EXERCISE GOAL
In the records that follow, the lines from the one containing "use tracing_log::LogTracer;" to the one containing "pub fn get_subscriber(name: String, env_filter: String)", inclusive, are to be given again exactly.

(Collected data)
# # # #
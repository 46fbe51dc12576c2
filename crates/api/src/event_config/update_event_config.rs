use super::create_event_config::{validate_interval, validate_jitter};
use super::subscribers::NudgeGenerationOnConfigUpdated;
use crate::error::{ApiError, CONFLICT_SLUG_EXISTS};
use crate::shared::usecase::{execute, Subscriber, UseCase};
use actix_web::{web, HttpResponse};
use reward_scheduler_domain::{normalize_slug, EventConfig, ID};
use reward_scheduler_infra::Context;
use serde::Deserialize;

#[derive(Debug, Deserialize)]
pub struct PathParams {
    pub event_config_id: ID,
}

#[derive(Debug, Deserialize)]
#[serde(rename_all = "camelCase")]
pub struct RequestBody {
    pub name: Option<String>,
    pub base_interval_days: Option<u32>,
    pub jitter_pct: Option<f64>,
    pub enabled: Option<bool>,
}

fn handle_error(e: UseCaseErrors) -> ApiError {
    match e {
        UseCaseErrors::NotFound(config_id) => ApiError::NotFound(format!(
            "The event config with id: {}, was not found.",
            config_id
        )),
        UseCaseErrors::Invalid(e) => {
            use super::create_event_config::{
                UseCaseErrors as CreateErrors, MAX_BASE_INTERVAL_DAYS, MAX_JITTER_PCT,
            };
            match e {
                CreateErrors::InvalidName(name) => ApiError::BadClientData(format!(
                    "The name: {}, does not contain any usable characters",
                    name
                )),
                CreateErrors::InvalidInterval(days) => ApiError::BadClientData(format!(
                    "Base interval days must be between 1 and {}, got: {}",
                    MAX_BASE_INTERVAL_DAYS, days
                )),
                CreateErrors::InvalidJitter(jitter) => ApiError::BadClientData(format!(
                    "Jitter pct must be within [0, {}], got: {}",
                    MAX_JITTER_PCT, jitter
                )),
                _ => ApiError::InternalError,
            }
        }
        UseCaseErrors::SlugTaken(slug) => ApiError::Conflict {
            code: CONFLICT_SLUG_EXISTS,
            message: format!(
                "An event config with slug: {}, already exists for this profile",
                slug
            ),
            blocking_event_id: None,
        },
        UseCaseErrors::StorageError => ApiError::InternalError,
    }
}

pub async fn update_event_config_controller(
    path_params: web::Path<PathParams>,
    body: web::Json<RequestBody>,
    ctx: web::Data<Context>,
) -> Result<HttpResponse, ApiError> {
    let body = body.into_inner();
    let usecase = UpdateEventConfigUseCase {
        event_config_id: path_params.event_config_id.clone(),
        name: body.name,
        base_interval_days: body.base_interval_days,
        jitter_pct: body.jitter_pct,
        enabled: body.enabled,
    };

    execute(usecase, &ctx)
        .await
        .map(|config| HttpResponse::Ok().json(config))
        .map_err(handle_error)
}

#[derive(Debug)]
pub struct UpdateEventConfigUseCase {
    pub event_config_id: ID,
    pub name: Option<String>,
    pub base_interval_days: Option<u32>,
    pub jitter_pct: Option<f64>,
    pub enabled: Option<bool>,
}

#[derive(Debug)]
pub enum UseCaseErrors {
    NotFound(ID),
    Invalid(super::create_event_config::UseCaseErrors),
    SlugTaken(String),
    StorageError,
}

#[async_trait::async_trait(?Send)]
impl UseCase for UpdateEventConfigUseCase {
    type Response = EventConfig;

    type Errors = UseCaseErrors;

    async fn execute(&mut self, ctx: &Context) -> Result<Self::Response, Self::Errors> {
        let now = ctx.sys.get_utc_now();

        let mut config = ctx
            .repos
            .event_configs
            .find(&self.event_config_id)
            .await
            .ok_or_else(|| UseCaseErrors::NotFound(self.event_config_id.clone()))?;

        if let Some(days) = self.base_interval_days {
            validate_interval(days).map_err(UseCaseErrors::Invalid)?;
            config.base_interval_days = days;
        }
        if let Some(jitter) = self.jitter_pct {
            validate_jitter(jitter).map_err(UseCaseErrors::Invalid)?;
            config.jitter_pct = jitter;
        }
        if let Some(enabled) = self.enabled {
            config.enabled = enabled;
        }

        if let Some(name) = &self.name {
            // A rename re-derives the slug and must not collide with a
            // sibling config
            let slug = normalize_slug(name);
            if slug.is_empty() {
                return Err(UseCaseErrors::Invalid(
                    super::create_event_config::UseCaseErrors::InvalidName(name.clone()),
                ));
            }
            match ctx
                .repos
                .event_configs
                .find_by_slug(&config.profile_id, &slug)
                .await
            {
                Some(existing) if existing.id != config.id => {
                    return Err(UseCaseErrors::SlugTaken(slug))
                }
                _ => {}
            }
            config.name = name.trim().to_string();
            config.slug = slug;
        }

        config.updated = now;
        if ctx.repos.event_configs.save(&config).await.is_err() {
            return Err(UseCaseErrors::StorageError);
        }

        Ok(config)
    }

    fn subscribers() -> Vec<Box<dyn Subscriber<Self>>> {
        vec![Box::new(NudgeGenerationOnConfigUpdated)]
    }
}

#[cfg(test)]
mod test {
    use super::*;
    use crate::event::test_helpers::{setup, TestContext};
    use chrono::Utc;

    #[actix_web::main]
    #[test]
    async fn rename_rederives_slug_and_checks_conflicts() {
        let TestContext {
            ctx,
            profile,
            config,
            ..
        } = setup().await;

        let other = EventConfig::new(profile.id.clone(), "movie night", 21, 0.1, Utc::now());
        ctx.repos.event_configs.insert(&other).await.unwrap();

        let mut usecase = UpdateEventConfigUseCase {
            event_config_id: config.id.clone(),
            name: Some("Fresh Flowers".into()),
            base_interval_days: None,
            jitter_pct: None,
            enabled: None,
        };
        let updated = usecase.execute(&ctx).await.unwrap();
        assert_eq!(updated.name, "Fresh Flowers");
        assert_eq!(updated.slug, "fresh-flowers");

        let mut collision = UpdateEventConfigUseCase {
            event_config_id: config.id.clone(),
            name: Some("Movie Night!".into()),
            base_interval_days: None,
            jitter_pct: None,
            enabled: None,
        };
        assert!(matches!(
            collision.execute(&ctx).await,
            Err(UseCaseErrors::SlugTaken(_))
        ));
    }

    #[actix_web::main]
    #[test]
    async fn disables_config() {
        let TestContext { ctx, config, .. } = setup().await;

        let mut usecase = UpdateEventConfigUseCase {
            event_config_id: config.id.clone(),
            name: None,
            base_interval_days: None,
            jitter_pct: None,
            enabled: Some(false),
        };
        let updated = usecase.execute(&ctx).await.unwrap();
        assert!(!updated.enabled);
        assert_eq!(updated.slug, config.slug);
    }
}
# # # #
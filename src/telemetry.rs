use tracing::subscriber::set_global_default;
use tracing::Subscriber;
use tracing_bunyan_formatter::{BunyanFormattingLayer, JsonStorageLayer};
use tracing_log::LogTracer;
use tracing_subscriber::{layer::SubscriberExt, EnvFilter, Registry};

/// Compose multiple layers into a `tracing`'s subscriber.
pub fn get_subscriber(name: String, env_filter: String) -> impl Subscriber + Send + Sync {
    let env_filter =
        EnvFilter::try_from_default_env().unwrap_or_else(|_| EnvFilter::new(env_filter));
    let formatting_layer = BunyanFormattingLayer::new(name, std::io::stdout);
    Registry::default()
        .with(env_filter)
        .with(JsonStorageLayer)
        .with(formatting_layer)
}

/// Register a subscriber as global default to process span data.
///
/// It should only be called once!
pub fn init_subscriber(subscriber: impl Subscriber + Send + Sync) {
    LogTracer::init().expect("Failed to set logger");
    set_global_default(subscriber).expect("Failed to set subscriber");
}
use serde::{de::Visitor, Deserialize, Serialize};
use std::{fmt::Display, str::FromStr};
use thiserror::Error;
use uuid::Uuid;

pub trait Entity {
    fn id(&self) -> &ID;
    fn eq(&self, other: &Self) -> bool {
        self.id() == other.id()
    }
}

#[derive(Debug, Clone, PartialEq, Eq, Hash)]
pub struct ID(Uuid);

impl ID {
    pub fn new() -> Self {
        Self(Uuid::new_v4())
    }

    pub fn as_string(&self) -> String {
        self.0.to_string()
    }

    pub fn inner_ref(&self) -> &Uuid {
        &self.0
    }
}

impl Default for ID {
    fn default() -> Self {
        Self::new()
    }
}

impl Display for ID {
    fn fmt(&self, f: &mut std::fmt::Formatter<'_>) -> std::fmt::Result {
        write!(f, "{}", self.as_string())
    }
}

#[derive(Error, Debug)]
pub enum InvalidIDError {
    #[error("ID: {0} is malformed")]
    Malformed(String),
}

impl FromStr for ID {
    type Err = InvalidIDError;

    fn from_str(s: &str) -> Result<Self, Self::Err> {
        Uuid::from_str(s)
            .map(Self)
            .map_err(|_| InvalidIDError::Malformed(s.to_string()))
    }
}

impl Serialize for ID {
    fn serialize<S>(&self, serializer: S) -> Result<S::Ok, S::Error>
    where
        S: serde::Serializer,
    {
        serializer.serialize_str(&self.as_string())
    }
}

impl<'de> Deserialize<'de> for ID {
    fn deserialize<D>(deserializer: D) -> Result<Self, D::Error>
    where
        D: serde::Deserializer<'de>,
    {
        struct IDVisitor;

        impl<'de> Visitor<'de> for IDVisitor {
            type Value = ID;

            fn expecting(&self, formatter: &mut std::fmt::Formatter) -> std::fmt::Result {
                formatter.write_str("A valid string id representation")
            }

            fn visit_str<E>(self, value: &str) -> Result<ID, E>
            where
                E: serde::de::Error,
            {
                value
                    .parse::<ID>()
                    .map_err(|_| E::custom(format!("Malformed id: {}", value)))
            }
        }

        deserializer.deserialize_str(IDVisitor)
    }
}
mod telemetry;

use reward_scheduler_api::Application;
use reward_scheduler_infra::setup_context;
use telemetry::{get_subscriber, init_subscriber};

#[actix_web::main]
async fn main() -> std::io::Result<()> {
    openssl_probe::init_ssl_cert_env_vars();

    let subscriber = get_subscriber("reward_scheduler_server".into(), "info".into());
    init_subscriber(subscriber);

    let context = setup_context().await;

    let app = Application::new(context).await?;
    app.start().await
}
# # # #
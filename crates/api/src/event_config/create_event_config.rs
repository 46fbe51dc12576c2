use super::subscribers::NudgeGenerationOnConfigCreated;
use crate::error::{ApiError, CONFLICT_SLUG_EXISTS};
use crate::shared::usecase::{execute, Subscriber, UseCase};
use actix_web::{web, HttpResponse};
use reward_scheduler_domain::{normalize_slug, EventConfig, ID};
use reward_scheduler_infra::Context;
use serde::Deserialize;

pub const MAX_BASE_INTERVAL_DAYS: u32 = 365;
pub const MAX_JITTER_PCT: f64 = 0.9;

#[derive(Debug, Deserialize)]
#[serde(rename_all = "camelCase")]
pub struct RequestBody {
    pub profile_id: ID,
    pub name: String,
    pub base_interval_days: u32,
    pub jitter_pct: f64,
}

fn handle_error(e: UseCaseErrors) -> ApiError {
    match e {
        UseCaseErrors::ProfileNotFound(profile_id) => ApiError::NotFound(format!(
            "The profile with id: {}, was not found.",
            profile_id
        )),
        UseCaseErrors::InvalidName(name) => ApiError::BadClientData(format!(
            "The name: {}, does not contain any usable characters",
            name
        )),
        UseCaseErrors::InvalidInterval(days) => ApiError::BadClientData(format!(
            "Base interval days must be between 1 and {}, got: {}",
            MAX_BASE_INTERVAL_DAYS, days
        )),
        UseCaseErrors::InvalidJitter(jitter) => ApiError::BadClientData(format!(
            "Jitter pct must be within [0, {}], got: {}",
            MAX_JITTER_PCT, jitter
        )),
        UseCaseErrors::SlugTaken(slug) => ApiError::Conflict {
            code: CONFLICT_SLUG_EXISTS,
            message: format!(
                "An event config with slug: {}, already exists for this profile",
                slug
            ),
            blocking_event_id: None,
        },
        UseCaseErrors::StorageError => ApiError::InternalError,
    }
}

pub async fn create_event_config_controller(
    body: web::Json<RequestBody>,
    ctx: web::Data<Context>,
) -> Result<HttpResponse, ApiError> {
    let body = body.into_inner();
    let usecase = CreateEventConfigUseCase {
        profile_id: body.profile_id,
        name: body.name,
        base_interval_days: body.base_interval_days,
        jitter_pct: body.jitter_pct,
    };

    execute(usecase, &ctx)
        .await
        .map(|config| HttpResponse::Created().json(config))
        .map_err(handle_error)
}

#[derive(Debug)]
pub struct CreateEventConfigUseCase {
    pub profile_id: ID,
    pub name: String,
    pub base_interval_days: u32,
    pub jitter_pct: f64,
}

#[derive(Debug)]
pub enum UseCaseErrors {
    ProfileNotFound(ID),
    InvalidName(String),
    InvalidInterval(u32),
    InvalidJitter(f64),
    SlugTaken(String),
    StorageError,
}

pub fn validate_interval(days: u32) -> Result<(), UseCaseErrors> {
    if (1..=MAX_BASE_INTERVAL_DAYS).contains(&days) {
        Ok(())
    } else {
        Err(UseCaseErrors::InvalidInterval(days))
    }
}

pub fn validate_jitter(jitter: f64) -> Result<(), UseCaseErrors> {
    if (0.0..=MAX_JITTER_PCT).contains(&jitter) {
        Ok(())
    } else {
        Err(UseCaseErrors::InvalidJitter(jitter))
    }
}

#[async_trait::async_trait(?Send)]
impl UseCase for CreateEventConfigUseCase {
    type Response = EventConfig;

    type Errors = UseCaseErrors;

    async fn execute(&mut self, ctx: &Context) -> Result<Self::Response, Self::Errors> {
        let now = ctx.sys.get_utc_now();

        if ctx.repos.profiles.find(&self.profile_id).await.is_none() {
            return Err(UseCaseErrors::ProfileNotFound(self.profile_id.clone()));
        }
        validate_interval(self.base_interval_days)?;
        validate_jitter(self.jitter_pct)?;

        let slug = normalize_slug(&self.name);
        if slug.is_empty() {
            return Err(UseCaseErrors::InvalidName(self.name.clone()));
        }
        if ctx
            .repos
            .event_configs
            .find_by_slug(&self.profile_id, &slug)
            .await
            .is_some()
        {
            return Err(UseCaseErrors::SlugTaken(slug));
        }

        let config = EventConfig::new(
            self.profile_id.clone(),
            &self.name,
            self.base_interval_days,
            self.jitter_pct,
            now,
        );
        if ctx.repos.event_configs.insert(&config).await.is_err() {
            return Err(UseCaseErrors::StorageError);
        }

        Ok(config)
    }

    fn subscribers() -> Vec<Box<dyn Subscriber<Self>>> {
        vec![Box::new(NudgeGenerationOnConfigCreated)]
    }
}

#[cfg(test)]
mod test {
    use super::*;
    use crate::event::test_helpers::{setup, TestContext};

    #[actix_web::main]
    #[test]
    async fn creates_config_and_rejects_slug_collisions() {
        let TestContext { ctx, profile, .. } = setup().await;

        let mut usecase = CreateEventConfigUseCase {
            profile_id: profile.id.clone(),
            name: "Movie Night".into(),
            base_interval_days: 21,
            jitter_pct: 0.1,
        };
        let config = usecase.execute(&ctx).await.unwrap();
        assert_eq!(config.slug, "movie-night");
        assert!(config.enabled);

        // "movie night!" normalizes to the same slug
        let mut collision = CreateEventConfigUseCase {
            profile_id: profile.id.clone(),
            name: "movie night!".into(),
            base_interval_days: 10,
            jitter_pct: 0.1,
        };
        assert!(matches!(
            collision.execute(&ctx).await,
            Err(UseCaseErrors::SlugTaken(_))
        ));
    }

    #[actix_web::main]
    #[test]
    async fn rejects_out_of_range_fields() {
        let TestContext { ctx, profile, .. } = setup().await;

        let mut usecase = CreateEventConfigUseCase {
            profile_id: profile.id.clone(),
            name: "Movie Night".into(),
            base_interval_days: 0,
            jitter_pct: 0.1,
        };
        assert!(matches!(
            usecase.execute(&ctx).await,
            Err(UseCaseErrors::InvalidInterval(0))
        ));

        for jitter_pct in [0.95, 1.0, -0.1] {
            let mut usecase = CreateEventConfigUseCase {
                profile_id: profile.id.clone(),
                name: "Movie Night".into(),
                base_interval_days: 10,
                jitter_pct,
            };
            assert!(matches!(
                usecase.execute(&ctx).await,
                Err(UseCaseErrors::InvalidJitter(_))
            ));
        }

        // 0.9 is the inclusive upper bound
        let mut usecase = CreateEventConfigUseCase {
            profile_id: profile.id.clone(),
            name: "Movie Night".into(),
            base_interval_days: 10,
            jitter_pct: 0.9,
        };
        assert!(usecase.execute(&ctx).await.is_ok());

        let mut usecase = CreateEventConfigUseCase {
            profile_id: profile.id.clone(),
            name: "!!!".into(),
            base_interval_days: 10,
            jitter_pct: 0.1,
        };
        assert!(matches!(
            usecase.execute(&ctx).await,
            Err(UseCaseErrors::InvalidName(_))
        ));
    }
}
# # # #
WRITTEN RESPONSE
use tracing_log::LogTracer;
use tracing_subscriber::{layer::SubscriberExt, EnvFilter, Registry};

/// Compose multiple layers into a `tracing`'s subscriber.
pub fn get_subscriber(name: String, env_filter: String) -> impl Subscriber + Send + Sync {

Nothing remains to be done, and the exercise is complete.